São Paulo tem a maior deflação em mais de 3 anos, diz Fipe

A inflação na cidade de São Paulo registrou no mês de junho deflação de 0,16%, a menor taxa desde fevereiro de 2000, segundo a Fipe. Em maio, o índice havia apontado inflação de 0,31%. Na semana anterior, a inflação havia se aproximado de zero, ficando em 0,09%.

O indicador é importante porque mostra que a queda nos preços no atacado finalmente chegou ao consumidor. O IGP-M, principal índice de preços praticados entre produtores, já vinha há quase dois meses mostrando deflação. No entanto, o índice da Fipe divulgado hoje foi o primeiro a mostrar deflação ao consumidor na cidade de São Paulo.

A alegria do consumidor, porém, vai durar pouco.
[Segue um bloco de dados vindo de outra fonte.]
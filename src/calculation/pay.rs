//! Gross and net pay calculation.
//!
//! This module derives the pay figures stored on every pay record from the
//! employee's hourly rate and the record's hours and deductions.

use rust_decimal::Decimal;
use serde::{Deserialize, Serialize};

use crate::error::{EngineError, EngineResult};

/// Multiplier applied to the hourly rate for overtime hours (150%).
pub const OVERTIME_MULTIPLIER: Decimal = Decimal::from_parts(15, 0, 0, false, 1);

/// The pay figures derived for a pay record.
///
/// # Example
///
/// ```
/// use payroll_engine::calculation::PayBreakdown;
/// use rust_decimal::Decimal;
///
/// let pay = PayBreakdown {
///     ordinary_pay: Decimal::new(800, 0),
///     overtime_pay: Decimal::new(150, 0),
///     gross_pay: Decimal::new(950, 0),
///     net_pay: Decimal::new(900, 0),
/// };
/// assert_eq!(pay.ordinary_pay + pay.overtime_pay, pay.gross_pay);
/// ```
#[derive(Debug, Clone, Copy, PartialEq, Eq, Serialize, Deserialize)]
pub struct PayBreakdown {
    /// Pay for ordinary hours (`hours_worked * pay_rate`).
    pub ordinary_pay: Decimal,
    /// Pay for overtime hours including the premium.
    pub overtime_pay: Decimal,
    /// Ordinary plus overtime pay.
    pub gross_pay: Decimal,
    /// Gross pay minus deductions. Not floored at zero.
    pub net_pay: Decimal,
}

/// Computes gross and net pay.
///
/// `gross_pay = hours_worked * pay_rate + overtime_hours * pay_rate * 1.5` and
/// `net_pay = gross_pay - deductions`. Deductions larger than gross pay yield
/// a negative net pay rather than an error.
///
/// # Arguments
///
/// * `pay_rate` - The employee's hourly rate
/// * `hours_worked` - Ordinary hours in the period
/// * `overtime_hours` - Overtime hours in the period
/// * `deductions` - Amount deducted from gross pay
///
/// # Returns
///
/// A [`PayBreakdown`], or `InvalidInput` naming the first negative argument.
///
/// # Examples
///
/// ```
/// use payroll_engine::calculation::compute_pay;
/// use rust_decimal::Decimal;
///
/// let pay = compute_pay(
///     Decimal::new(20, 0),
///     Decimal::new(40, 0),
///     Decimal::new(5, 0),
///     Decimal::new(50, 0),
/// )
/// .unwrap();
///
/// assert_eq!(pay.gross_pay, Decimal::new(950, 0));
/// assert_eq!(pay.net_pay, Decimal::new(900, 0));
/// ```
pub fn compute_pay(
    pay_rate: Decimal,
    hours_worked: Decimal,
    overtime_hours: Decimal,
    deductions: Decimal,
) -> EngineResult<PayBreakdown> {
    let inputs = [
        ("pay_rate", pay_rate),
        ("hours_worked", hours_worked),
        ("overtime_hours", overtime_hours),
        ("deductions", deductions),
    ];
    for (field, value) in inputs {
        if value < Decimal::ZERO {
            return Err(EngineError::invalid_input(
                field,
                format!("must not be negative, got {}", value),
            ));
        }
    }

    let overflow = |field: &str| {
        EngineError::invalid_input(field, "pay amount exceeds the representable range")
    };

    let ordinary_pay = hours_worked
        .checked_mul(pay_rate)
        .ok_or_else(|| overflow("hours_worked"))?;
    let overtime_pay = overtime_hours
        .checked_mul(pay_rate)
        .and_then(|pay| pay.checked_mul(OVERTIME_MULTIPLIER))
        .ok_or_else(|| overflow("overtime_hours"))?;
    let gross_pay = ordinary_pay
        .checked_add(overtime_pay)
        .ok_or_else(|| overflow("overtime_hours"))?;
    let net_pay = gross_pay
        .checked_sub(deductions)
        .ok_or_else(|| overflow("deductions"))?;

    Ok(PayBreakdown {
        ordinary_pay,
        overtime_pay,
        gross_pay,
        net_pay,
    })
}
A previsão da Fipe, responsável pela medição do IPC (Índice de Preços ao Consumidor), é de que os aumentos já anunciados de tarifas de telefonia, energia e pedágio provoquem um novo repique inflacionário nos meses de julho e agosto. Ou seja, boa notícia novamente, só em setembro.

Mesmo assim, se o resultado de junho for confirmado pelo índice de preços ao consumidor do IBGE, que serve de referência para o governo, existe a possibilidade de um corte maior nos juros.

Entre os grupos pesquisados pela Fipe nos últimos 30 dias, destacam-se as variações dos Alimentos e Transportes, que registraram deflação de 1,35% e 0,95%, respectivamente. Os demais grupos, apresentaram as seguintes variações: Vestuário (1,09%), Saúde (0,81%) Habitação (0,47%), Despesas Pessoais (0,23%) e Educação (0,22%).

A Fipe calcula o IPC no município de São Paulo para as famílias com renda entre 1 e 20 salários mínimos.